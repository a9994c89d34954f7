use std::env;
use std::path::{Path, PathBuf};

use anyhow::{bail, Context, Result};
use serde::Deserialize;

/// Top-level application configuration loaded from files + environment.
#[derive(Debug, Clone, Deserialize, Default)]
#[serde(default)]
pub struct AppConfig {
    pub server: ServerConfig,
    pub database: DatabaseConfig,
    pub logging: LoggingSection,
}

impl AppConfig {
    /// Load configuration from disk and environment.
    ///
    /// Two JSON files feed the loader: database credentials and the server
    /// binding. Either may be absent, in which case defaults apply. Any
    /// value can also be overridden through `REGDEADLINES_*` variables.
    pub fn load() -> Result<Self> {
        let db_path = env::var("REGDEADLINES_DB_CONFIG")
            .unwrap_or_else(|_| "config/db_config.json".to_string());
        let api_path = env::var("REGDEADLINES_API_CONFIG")
            .unwrap_or_else(|_| "config/api_config.json".to_string());

        Self::from_files(Path::new(&db_path), Path::new(&api_path))
    }

    /// Load configuration from explicit file paths.
    pub fn from_files(db_path: &Path, api_path: &Path) -> Result<Self> {
        let mut builder = config::Config::builder();

        for path in [db_path, api_path] {
            if path.exists() {
                builder = builder.add_source(config::File::from(PathBuf::from(path)));
            }
        }

        builder = builder.add_source(
            config::Environment::with_prefix("REGDEADLINES")
                .separator("_")
                .try_parsing(true),
        );

        let settings = builder.build().context("failed to read configuration")?;
        let mut config: Self = settings
            .try_deserialize()
            .context("invalid configuration")?;

        if config.logging.level.trim().is_empty() {
            config.logging.level = "info".to_string();
        }

        config.validate()?;
        Ok(config)
    }

    fn validate(&self) -> Result<()> {
        if self.database.database_name.trim().is_empty() {
            bail!("database.database_name must be specified");
        }

        // The table name is interpolated into the SELECT statement, so it
        // must be a plain identifier rather than arbitrary SQL.
        if !is_sql_identifier(&self.database.table_name) {
            bail!(
                "database.table_name '{}' is not a plain SQL identifier",
                self.database.table_name
            );
        }

        Ok(())
    }
}

#[derive(Debug, Clone, Deserialize)]
#[serde(default)]
pub struct ServerConfig {
    pub host: String,
    pub port: u16,
}

impl Default for ServerConfig {
    fn default() -> Self {
        Self {
            host: "0.0.0.0".to_string(),
            port: 5000,
        }
    }
}

#[derive(Debug, Clone, Deserialize)]
#[serde(default)]
pub struct DatabaseConfig {
    pub host: String,
    pub port: u16,
    pub user: String,
    pub password: String,
    pub database_name: String,
    pub table_name: String,
    pub max_connections: u32,
    pub run_migrations: bool,
}

impl Default for DatabaseConfig {
    fn default() -> Self {
        Self {
            host: "localhost".to_string(),
            port: 5432,
            user: "postgres".to_string(),
            password: String::new(),
            database_name: "voter_registration".to_string(),
            table_name: "VoterRegistrationDeadlines".to_string(),
            max_connections: 5,
            run_migrations: false,
        }
    }
}

#[derive(Debug, Clone, Deserialize)]
#[serde(default)]
pub struct LoggingSection {
    pub level: String,
    pub format: LogFormat,
}

impl Default for LoggingSection {
    fn default() -> Self {
        Self {
            level: "info".to_string(),
            format: LogFormat::Text,
        }
    }
}

#[derive(Debug, Clone, Deserialize, Default)]
#[serde(rename_all = "lowercase")]
pub enum LogFormat {
    Json,
    #[default]
    Text,
}

fn is_sql_identifier(name: &str) -> bool {
    let mut chars = name.chars();
    match chars.next() {
        Some(c) if c.is_ascii_alphabetic() || c == '_' => {}
        _ => return false,
    }
    chars.all(|c| c.is_ascii_alphanumeric() || c == '_')
}
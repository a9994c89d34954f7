//! The registration-deadline record

use serde::{Deserialize, Serialize};
use sqlx::FromRow;

/// One per-state voter registration deadline row.
///
/// Field declaration order here is the JSON key order on the wire. The
/// frontend data grid identifies rows by the `state` key and expects every
/// row to carry all seven keys, so nullable fields serialize as explicit
/// `null` rather than being omitted. Database columns use the quoted
/// PascalCase names the table was provisioned with.
#[derive(Debug, Clone, PartialEq, Eq, Serialize, Deserialize, FromRow)]
#[serde(rename_all = "camelCase")]
#[sqlx(rename_all = "PascalCase")]
pub struct DeadlineRecord {
    pub state: String,
    pub deadline_in_person: Option<String>,
    pub deadline_by_mail: Option<String>,
    pub deadline_online: Option<String>,
    pub election_day_registration: Option<String>,
    pub online_registration_link: Option<String>,
    pub description: Option<String>,
}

Your objective —
Look for the string "AppConfig" in the entries above. Copy every line that has it.

Output for this exercise —
pub struct AppConfig {
impl AppConfig {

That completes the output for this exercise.